## [Exercise requirements]
Nothing in the data may be altered; restate all of it exactly.

## [Entries provided]
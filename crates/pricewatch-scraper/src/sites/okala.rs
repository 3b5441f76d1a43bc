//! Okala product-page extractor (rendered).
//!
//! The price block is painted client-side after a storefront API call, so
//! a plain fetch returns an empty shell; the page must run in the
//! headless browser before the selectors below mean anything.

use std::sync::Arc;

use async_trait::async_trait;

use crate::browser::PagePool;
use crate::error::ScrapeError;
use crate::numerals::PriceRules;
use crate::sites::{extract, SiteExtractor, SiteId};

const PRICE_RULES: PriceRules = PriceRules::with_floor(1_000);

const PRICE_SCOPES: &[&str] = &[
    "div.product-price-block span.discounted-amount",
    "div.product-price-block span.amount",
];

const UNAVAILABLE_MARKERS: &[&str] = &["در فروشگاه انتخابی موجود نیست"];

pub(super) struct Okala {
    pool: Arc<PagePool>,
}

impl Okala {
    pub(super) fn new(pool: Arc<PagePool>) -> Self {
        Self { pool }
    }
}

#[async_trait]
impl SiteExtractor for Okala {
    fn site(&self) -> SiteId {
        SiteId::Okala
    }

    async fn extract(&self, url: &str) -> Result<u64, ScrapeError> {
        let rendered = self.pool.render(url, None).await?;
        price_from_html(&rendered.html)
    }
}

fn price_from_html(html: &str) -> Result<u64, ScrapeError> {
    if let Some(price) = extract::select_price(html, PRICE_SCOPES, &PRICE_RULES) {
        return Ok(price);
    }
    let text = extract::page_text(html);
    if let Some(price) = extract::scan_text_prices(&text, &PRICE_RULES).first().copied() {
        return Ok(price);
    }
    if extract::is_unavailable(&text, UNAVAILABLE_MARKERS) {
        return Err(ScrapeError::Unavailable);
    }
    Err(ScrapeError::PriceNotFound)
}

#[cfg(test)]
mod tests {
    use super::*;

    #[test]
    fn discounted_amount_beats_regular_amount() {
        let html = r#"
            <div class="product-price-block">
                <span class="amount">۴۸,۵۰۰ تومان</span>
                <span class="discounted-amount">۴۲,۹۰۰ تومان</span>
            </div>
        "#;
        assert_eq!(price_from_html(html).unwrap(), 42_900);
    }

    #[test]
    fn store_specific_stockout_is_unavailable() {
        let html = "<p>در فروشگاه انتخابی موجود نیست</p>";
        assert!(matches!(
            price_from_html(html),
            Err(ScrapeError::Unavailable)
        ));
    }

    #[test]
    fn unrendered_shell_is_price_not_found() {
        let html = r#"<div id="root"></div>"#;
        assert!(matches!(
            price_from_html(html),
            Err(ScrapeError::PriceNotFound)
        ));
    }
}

## [Answer to this problem]
filename crates/pricewatch-scraper/src/sites/okala.rs
repository 3b5441f76d1a43bc
//! Okala product-page extractor (rendered).
//!
//! The price block is painted client-side after a storefront API call, so
//! a plain fetch returns an empty shell; the page must run in the
//! headless browser before the selectors below mean anything.

use std::sync::Arc;

use async_trait::async_trait;

use crate::browser::PagePool;
use crate::error::ScrapeError;
use crate::numerals::PriceRules;
use crate::sites::{extract, SiteExtractor, SiteId};

const PRICE_RULES: PriceRules = PriceRules::with_floor(1_000);

const PRICE_SCOPES: &[&str] = &[
    "div.product-price-block span.discounted-amount",
    "div.product-price-block span.amount",
];

const UNAVAILABLE_MARKERS: &[&str] = &["در فروشگاه انتخابی موجود نیست"];

pub(super) struct Okala {
    pool: Arc<PagePool>,
}

impl Okala {
    pub(super) fn new(pool: Arc<PagePool>) -> Self {
        Self { pool }
    }
}

#[async_trait]
impl SiteExtractor for Okala {
    fn site(&self) -> SiteId {
        SiteId::Okala
    }

    async fn extract(&self, url: &str) -> Result<u64, ScrapeError> {
        let rendered = self.pool.render(url, None).await?;
        price_from_html(&rendered.html)
    }
}

fn price_from_html(html: &str) -> Result<u64, ScrapeError> {
    if let Some(price) = extract::select_price(html, PRICE_SCOPES, &PRICE_RULES) {
        return Ok(price);
    }
    let text = extract::page_text(html);
    if let Some(price) = extract::scan_text_prices(&text, &PRICE_RULES).first().copied() {
        return Ok(price);
    }
    if extract::is_unavailable(&text, UNAVAILABLE_MARKERS) {
        return Err(ScrapeError::Unavailable);
    }
    Err(ScrapeError::PriceNotFound)
}

#[cfg(test)]
mod tests {
    use super::*;

    #[test]
    fn discounted_amount_beats_regular_amount() {
        let html = r#"
            <div class="product-price-block">
                <span class="amount">۴۸,۵۰۰ تومان</span>
                <span class="discounted-amount">۴۲,۹۰۰ تومان</span>
            </div>
        "#;
        assert_eq!(price_from_html(html).unwrap(), 42_900);
    }

    #[test]
    fn store_specific_stockout_is_unavailable() {
        let html = "<p>در فروشگاه انتخابی موجود نیست</p>";
        assert!(matches!(
            price_from_html(html),
            Err(ScrapeError::Unavailable)
        ));
    }

    #[test]
    fn unrendered_shell_is_price_not_found() {
        let html = r#"<div id="root"></div>"#;
        assert!(matches!(
            price_from_html(html),
            Err(ScrapeError::PriceNotFound)
        ));
    }
}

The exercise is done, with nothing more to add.